Je ne trouve pas que le numérique de manipulation (voir Henri Peyre et ses nuages) soit ennuyeux
La plupart des images avec faux nuages d'Henri Peyre s'arrêtent juste à la limite de la supercherie et suscitent l'interrogation : vrai ou faux ? Donc le temps de voir que c'est subtilement faux, on ne s'ennuie pas, d'accord pour le lyrisme/
En revanche, les images où la tromperie saute aux yeux au premier coup d'oeil me semblent sans intérêt, ne piquent pas ma curiosité, et suscitent chez moi l'ennui : ah, encore une manipulation du genre coupez-collez, bof....
Je ne sais pas d'ailleurs si H.P. continue dans cette veine, les artistes ont leur période, H.P. a eu une période nuages-rapportés, je ne sais pas si elle continue jusqu'à nos jours.
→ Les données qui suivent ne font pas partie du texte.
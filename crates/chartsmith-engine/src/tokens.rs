use serde::Serialize;

/// Cost per 1000 tokens in USD, by model. Anything unknown gets the
/// conservative default rate.
const PRICING: [(&str, f64); 4] = [
    ("llama-3.3-70b-versatile", 0.00027),
    ("llama-3.1-70b-versatile", 0.00027),
    ("mixtral-8x7b-32768", 0.00024),
    ("llama-3.1-8b-instant", 0.00005),
];

const DEFAULT_PRICE_PER_1K: f64 = 0.0003;

/// Rough token count: four characters per token.
pub fn estimate_tokens(text: &str) -> u64 {
    (text.chars().count() / 4) as u64
}

pub fn price_per_1k(model: &str) -> f64 {
    PRICING
        .iter()
        .find(|(name, _)| *name == model)
        .map(|(_, price)| *price)
        .unwrap_or(DEFAULT_PRICE_PER_1K)
}

#[derive(Debug, Clone, Copy, PartialEq, Serialize)]
pub struct RequestUsage {
    pub prompt_tokens: u64,
    pub completion_tokens: u64,
    pub total_tokens: u64,
    pub estimated_cost: f64,
}

/// Running estimate of token spend across a session. Counts are estimated
/// from text length, not reported by the provider, so treat totals as a
/// budgeting aid rather than billing truth.
#[derive(Debug, Clone, Serialize)]
pub struct TokenTracker {
    model: String,
    requests: u64,
    prompt_tokens: u64,
    completion_tokens: u64,
}

impl TokenTracker {
    pub fn new(model: impl Into<String>) -> Self {
        Self {
            model: model.into(),
            requests: 0,
            prompt_tokens: 0,
            completion_tokens: 0,
        }
    }

    pub fn track_request(&mut self, prompt: &str, completion: &str) -> RequestUsage {
        let prompt_tokens = estimate_tokens(prompt);
        let completion_tokens = estimate_tokens(completion);
        self.requests += 1;
        self.prompt_tokens += prompt_tokens;
        self.completion_tokens += completion_tokens;

        let total_tokens = prompt_tokens + completion_tokens;
        RequestUsage {
            prompt_tokens,
            completion_tokens,
            total_tokens,
            estimated_cost: self.cost_of(total_tokens),
        }
    }

    pub fn requests(&self) -> u64 {
        self.requests
    }

    pub fn total_tokens(&self) -> u64 {
        self.prompt_tokens + self.completion_tokens
    }

    pub fn total_cost(&self) -> f64 {
        self.cost_of(self.total_tokens())
    }

    fn cost_of(&self, tokens: u64) -> f64 {
        tokens as f64 / 1000.0 * price_per_1k(&self.model)
    }
}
Le problème c'est que les potes de galerie-photo seraient prompts à dénoncer le faux-nuage, maintenant qu'ils connaissent... oserai-je-dire : le truc ?
Autre exemple : prenons les bi-chromies de paysages que Philippe DO expose à la biennale de Nancy. Ces images demandent un traitement numérique joufflu. Mais elles suscitent l'intérêt, bien que je connaisse « le truc », les teintes sont à la fois réalistes et subtilement inhabituelles, parfois un petit liseré orange discret sert de clin d'oeil aux potes de galerie-photo qui connaissent...
Je crois que l'Ennui dont parle EB est un ennui de praticien,
Sans forcement s'intéresser véritablement aux résultats,
Ni aux pratiques diverses.
J'utilise l'image numérique comme support indispensable des travaux pratiques de microtechnique avec mes étudiants. Mais il s'agit d'image à but pédagogique et technique. Elles sont hors du champ de l'ennui de l'image numérique dont nous essayons de discuter ici. Ces images ne sont que des intermédiaires permettant de voir les résultats de micro-fabrication autrement qu'à travers l'oculaire d'un microscope, et d'illustrer un rapport de travaux pratiques qui sera noté.
En ce sens l'image numérique est la façon la plus efficace et la moins chère d'archiver et de matérialiser des documents sans aucun intérêt photographique. Donc je peux dire que je suis « numérique jusqu'à l'os » pour l'exploitation des résultats des travaux pratiques, mais le travail lui-même, est au contraire photo-chimique par excellence (résines photo-sensibles) !
D'ailleurs, l'image numérique permet une nouvelle façon de « bidonner » des compte-rendus de travaux pratiques, il s'agit de repiquer les fichiers jpegs d'un copain en faisant croire qu'il s'agit de son propre boulot. Malheureusement si l'image numérique elle-même est sans défaut, il n'en va pas de même des microstructures fabriquées par nos apprentis technologues : pas un seul micro-objet qui soit identique d'un étudiant à l'autre, et on les distingue justement par leurs défauts divers et variés.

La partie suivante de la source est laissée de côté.